「松明あかし」10日午後6時半に点火

 晩秋の須賀川を赤々と焦がす「松明あかし」は、10日午後6時半に五老山山頂の大松明に点火してクライマックスを迎えていく。姫松明と大松明25本にも火をつけ、午後7時過ぎに仕掛け松明に点火して、合計27本の炎の柱が夜空に浮かび上がる。
 戦国時代に須賀川地方を治めていた二階堂氏と伊達政宗軍との激戦で命を落とした犠牲者を弔う鎮魂の炎として420余年の歴史を持ち、日本三大火祭りの一つとされる。
 近年は海外からも多くの観光客が足を運び、彼らの情報発信を基にイタリアの火祭りとの絆も新たに生まれた。
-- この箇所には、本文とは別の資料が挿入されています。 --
use crate::engine::TickContext;
use crate::snapshot::{Agent, GOALKEEPER_NUMBER, Side};
use crate::vector::VectorExtensions;
use itertools::Itertools;
use nalgebra::Vector3;

/// Opponents further back than this along the attack axis are ignored by
/// the marking check; a trailing opponent poses no pressing threat.
const BEHIND_TOLERANCE: f32 = 200.0;

/// Agents ordered ascending by distance to `origin`. The sort is stable, so
/// equal distances keep their input order.
pub fn rank_by_distance<'a>(origin: &Vector3<f32>, agents: &'a [Agent]) -> Vec<&'a Agent> {
    agents
        .iter()
        .sorted_by(|a, b| {
            a.position
                .distance_to(origin)
                .partial_cmp(&b.position.distance_to(origin))
                .unwrap()
        })
        .collect()
}

/// Strict containment check; points on the boundary are out.
#[inline]
pub fn in_field(point: &Vector3<f32>, width: f32, height: f32) -> bool {
    point.x > 0.0 && point.x < width && point.y > 0.0 && point.y < height
}

/// Whether any opponent presses `agent`: within `radius` and not behind it
/// relative to `side`'s attacking direction.
pub fn is_marked(agent: &Agent, opponents: &[Agent], radius: f32, side: Side) -> bool {
    opponents.iter().any(|opponent| {
        if agent.position.distance_to(&opponent.position) > radius {
            return false;
        }

        let is_behind = match side {
            Side::Home => opponent.position.x < agent.position.x - BEHIND_TOLERANCE,
            Side::Away => opponent.position.x > agent.position.x + BEHIND_TOLERANCE,
        };

        !is_behind
    })
}

/// Teammates with no opponent within `radius`, excluding the goalkeeper and
/// the caller itself. Ordered ascending by (x, y) purely for determinism;
/// callers re-sort by tactical criteria.
pub fn free_allies<'a>(
    team: &'a [Agent],
    opponents: &[Agent],
    radius: f32,
    own_number: u32,
) -> Vec<&'a Agent> {
    team.iter()
        .filter(|ally| ally.number != GOALKEEPER_NUMBER && ally.number != own_number)
        .filter(|ally| {
            opponents
                .iter()
                .all(|opponent| ally.position.distance_to(&opponent.position) > radius)
        })
        .sorted_by(|a, b| {
            a.position
                .x
                .partial_cmp(&b.position.x)
                .unwrap()
                .then(a.position.y.partial_cmp(&b.position.y).unwrap())
        })
        .collect()
}

/// The player furthest along `side`'s attack axis. Ties keep input order.
pub fn most_advanced<'a>(players: &[&'a Agent], side: Side) -> Option<&'a Agent> {
    let sign = side.attack_sign();

    players
        .iter()
        .sorted_by(|a, b| {
            (b.position.x * sign)
                .partial_cmp(&(a.position.x * sign))
                .unwrap()
        })
        .next()
        .copied()
}

pub struct PlayerOps<'b> {
    ctx: &'b TickContext<'b>,
}

impl<'b> PlayerOps<'b> {
    pub fn new(ctx: &'b TickContext<'b>) -> Self {
        PlayerOps { ctx }
    }

    pub fn teammates(&self) -> TeammateOps<'b> {
        TeammateOps { ctx: self.ctx }
    }

    pub fn opponents(&self) -> OpponentOps<'b> {
        OpponentOps { ctx: self.ctx }
    }
}

pub struct TeammateOps<'b> {
    ctx: &'b TickContext<'b>,
}

impl<'b> TeammateOps<'b> {
    #[inline]
    pub fn all(&self) -> &'b [Agent] {
        &self.ctx.snapshot.team
    }

    pub fn ranked_by_distance(&self, origin: &Vector3<f32>) -> Vec<&'b Agent> {
        rank_by_distance(origin, self.all())
    }

    pub fn closest_to(&self, origin: &Vector3<f32>) -> Option<&'b Agent> {
        self.ranked_by_distance(origin).into_iter().next()
    }

    pub fn free(&self, radius: f32) -> Vec<&'b Agent> {
        free_allies(
            self.all(),
            &self.ctx.snapshot.opponents,
            radius,
            self.ctx.config.number,
        )
    }
}

pub struct OpponentOps<'b> {
    ctx: &'b TickContext<'b>,
}

impl<'b> OpponentOps<'b> {
    #[inline]
    pub fn all(&self) -> &'b [Agent] {
        &self.ctx.snapshot.opponents
    }

    pub fn marks(&self, agent: &Agent, radius: f32) -> bool {
        is_marked(agent, self.all(), radius, self.ctx.config.side)
    }
}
 今年は松明に点火する御神火を二階堂神社から五老山山頂まで運ぶ御神火隊に岩瀬郡市陸協のほかメキシコからの海外留学生ら4人の海外参加者も加わり国際色豊かなイベントとして新たな盛り上がりもみせる。
 9日は前夜祭として激戦地の一つ岩瀬八幡神社で地元町内会が主になり慰霊会「八幡山衍義(えんぎ)」を午後6時から執り行い、鎧武者が先導し子どもたちの太鼓演奏に合わせて小松明の炎が山頂へ列を作る。
 10日は午前11時から翠ケ丘公園芝生広場で商工会議所青年部らによるおもてなしフードコートを開催し、須賀川の美味を手軽な価格で提供する。
 午後1時から市民交流センターtette(てって)と宮先町の須賀川信用金庫駐車場におもてなし・イベント広場を設け、小松明製作コーナーや甲冑武者との記念撮影、戦国鍋・松明スープ振る舞い、農産物と花きの販売などを行う。
 まちなか目抜き通りの松明通りでは、午後1時45分から須賀川一中と須賀川三中の生徒約400人による本松明行列、午後3時からは総勢約250人が大松明と姫松明を担いで五老山山頂を目指す。山頂では人力による大松明設置も見学できる。
 旧須賀川城跡の二階堂神社で午後4時45分から松明に点火する御神火奉受式と須賀川吟詠同好会による献吟を行い、御神隊はまちなかを巡り五老山山頂を目指す。
 午後6時から翠ケ丘公園特設ステージで奥州須賀川松明太鼓保存会による太鼓演奏が披露され、午後6時半から大松明を皮切りに勇壮な響きに乗せて松明に火が付けられる。
 なお、松明を燃す五老山周辺でのドローン飛行は禁止となり、松明通りはじめ市内中心部は順次交通規制が行われる。
 当日の無料駐車場はJA夢みなみ、福島病院、牡丹園、市文化センター、阿武隈小、市武道館で計約2000台。市役所駐車場は午後1時から午後9時半まで入庫に限り9時間無料で午後5時以降の地下駐車場入庫は出来ない。
 有料シャトルバスは市文化センター前、JR須賀川駅、牡丹園駐車場から会場まで午後4時から午後9時まで10分間隔で運行する。